The Union's arguments have persuasive force regarding the effectiveness of the trial period as a training vehicle. However, the arguments regarding the quality of the County's training efforts seek more than the labor agreement anticipates. Section 4.06 anticipates a trial period of two months and does not provide specific training requirements. Nor is it evident that implying the more rigorous requirements the Union seeks works a desirable result. The
trial period implemented by the parties was an experiment. There is no evidence to indicate either party anticipated adverse employment consequences to the Grievant if he failed the trial period or voluntarily chose to return to the Mechanic position. It is not clear that imposing rigorous training requirements would enhance the likelihood of experiments like this one. Imposing such rigorous requirements could have the unintended result of closing off opportunities for internal promotion.
In any event, the evidence establishes that the Grievant received a fair opportunity to "carry out the newly assigned duties and responsibilities" of a Backhoe Operator, but did not demonstrate sufficient skill in those duties to warrant permanent placement in the classification of Miscellaneous Equipment & Maintenance Operator as of September 5. The County's return of the Grievant to the Mechanic classification did not violate the labor agreement.

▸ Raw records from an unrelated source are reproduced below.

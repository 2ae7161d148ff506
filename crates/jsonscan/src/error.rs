//! Scan-time error taxonomy and the lazily positioned error wrapper.

use thiserror::Error;

use crate::{convert::NumberError, lexer::TokenKind};

/// Everything that can go wrong while scanning or converting input.
///
/// Each variant is a stable kind callers can branch on; the payload carries
/// the offending byte or token where one exists. Every error is returned to
/// the immediate caller — nothing is retried or swallowed, and malformed
/// input is always a hard stop at this layer.
#[derive(Debug, Clone, Copy, PartialEq, Eq, Error)]
pub enum ScanError {
    /// Input ended while more bytes were required.
    #[error("unexpected end of input")]
    UnexpectedEndOfInput,
    /// A scanned string is not valid UTF-8.
    #[error("string with invalid UTF-8 sequence")]
    InvalidUtf8,
    /// The byte after a backslash is not a legal escape character.
    #[error("invalid escaped character {0:#04x}")]
    InvalidEscape(u8),
    /// A raw control byte appeared inside a string.
    #[error("invalid JSON character {0:#04x} in string")]
    InvalidStringByte(u8),
    /// A `\u` escape contained a non-hexadecimal digit.
    #[error("invalid hex digit {0:#04x} in unicode escape")]
    InvalidHexDigit(u8),
    /// A lone or mispaired UTF-16 surrogate in a `\u` escape sequence.
    #[error("invalid unicode surrogate \\u{0:04X}")]
    InvalidSurrogate(u32),
    /// A byte that cannot begin any token.
    #[error("invalid character {0:#04x}")]
    InvalidCharacter(u8),
    /// A `true`/`false`/`null` literal with mismatched bytes.
    #[error("invalid literal")]
    InvalidLiteral,
    /// `-` with no digit after it.
    #[error("missing integer after minus")]
    MissingIntegerAfterMinus,
    /// `.` with no digit after it.
    #[error("missing integer after decimal")]
    MissingIntegerAfterDecimal,
    /// `e`/`E` (and optional sign) with no digit after it.
    #[error("missing integer after exponent")]
    MissingIntegerAfterExponent,
    /// A `/` opener while comments are disabled.
    #[error("comments are not allowed")]
    CommentsDisallowed,
    /// A malformed comment opening.
    #[error("incomplete comment")]
    IncompleteComment,
    /// A value-scan helper expected one token kind and saw another.
    #[error("wanted token {wanted}, got token {got}")]
    UnexpectedToken {
        /// The kind the caller required.
        wanted: TokenKind,
        /// The kind that was scanned.
        got: TokenKind,
    },
    /// A token that cannot begin a value where a value was required.
    #[error("wanted a value token, got token {0}")]
    ExpectedValue(TokenKind),
    /// A capture or skip was started from a non-value token.
    #[error("invalid capture kind {0}")]
    InvalidCaptureKind(TokenKind),
    /// Numeric conversion of a scanned token failed.
    #[error(transparent)]
    Number(#[from] NumberError),
}

/// A [`ScanError`] annotated with where in the input it happened.
///
/// Line and column are recovered by a linear rescan of the consumed input
/// (see [`Reader::line_col`](crate::Reader::line_col)); construct this only
/// when building a reportable error, never on the scan path.
#[derive(Debug, Clone, Copy, PartialEq, Eq, Error)]
#[error("{source} at {line}:{column} (offset {offset})")]
pub struct PositionedError {
    /// The underlying scan error.
    pub source: ScanError,
    /// Byte offset of the cursor when the error was wrapped.
    pub offset: usize,
    /// 1-based line number.
    pub line: usize,
    /// 1-based byte column within the line.
    pub column: usize,
}

#[cfg(test)]
mod tests {
    use alloc::string::ToString;

    use super::*;

    #[test]
    fn unexpected_token_names_both_kinds() {
        let err = ScanError::UnexpectedToken {
            wanted: TokenKind::Colon,
            got: TokenKind::String,
        };
        assert_eq!(err.to_string(), "wanted token colon, got token string");
    }

    #[test]
    fn positioned_error_display() {
        let err = PositionedError {
            source: ScanError::InvalidLiteral,
            offset: 12,
            line: 2,
            column: 3,
        };
        assert_eq!(err.to_string(), "invalid literal at 2:3 (offset 12)");
    }
}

The Award entered below denies the grievance. This should not obscure that Union concerns with the training provided the Grievant have force. The denial of the grievance reflects only that the agreement does not afford me the authority to compel more elaborate training than that the County afforded the Grievant between March and September. This does not mean the Grievant could not become a backhoe operator; could not be trained as a backhoe operator; or could not continue to perform that function as the parties deem appropriate. However, such results must come through bargaining rather than litigation. The Award leaves neither the Grievant nor the County in a worse position than when the experiment with the Grievant started. The experiment was a worthwhile effort, but reflected at its inception and with the issuance of this Award an agreed-upon experiment without any guarantee that the Grievant would be permanently placed as a Backhoe Operator.
The County did not violate Section 4.06 of the 2004-2006 collective bargaining agreement when it determined that the grievant was not able to demonstrate the ability to carry out the newly assigned duties and responsibilities of Backhoe Operator, and was returned to his former position of Mechanic.
The grievance is, therefore, denied.
Dated at Madison, Wisconsin, this 2nd day of April, 2008.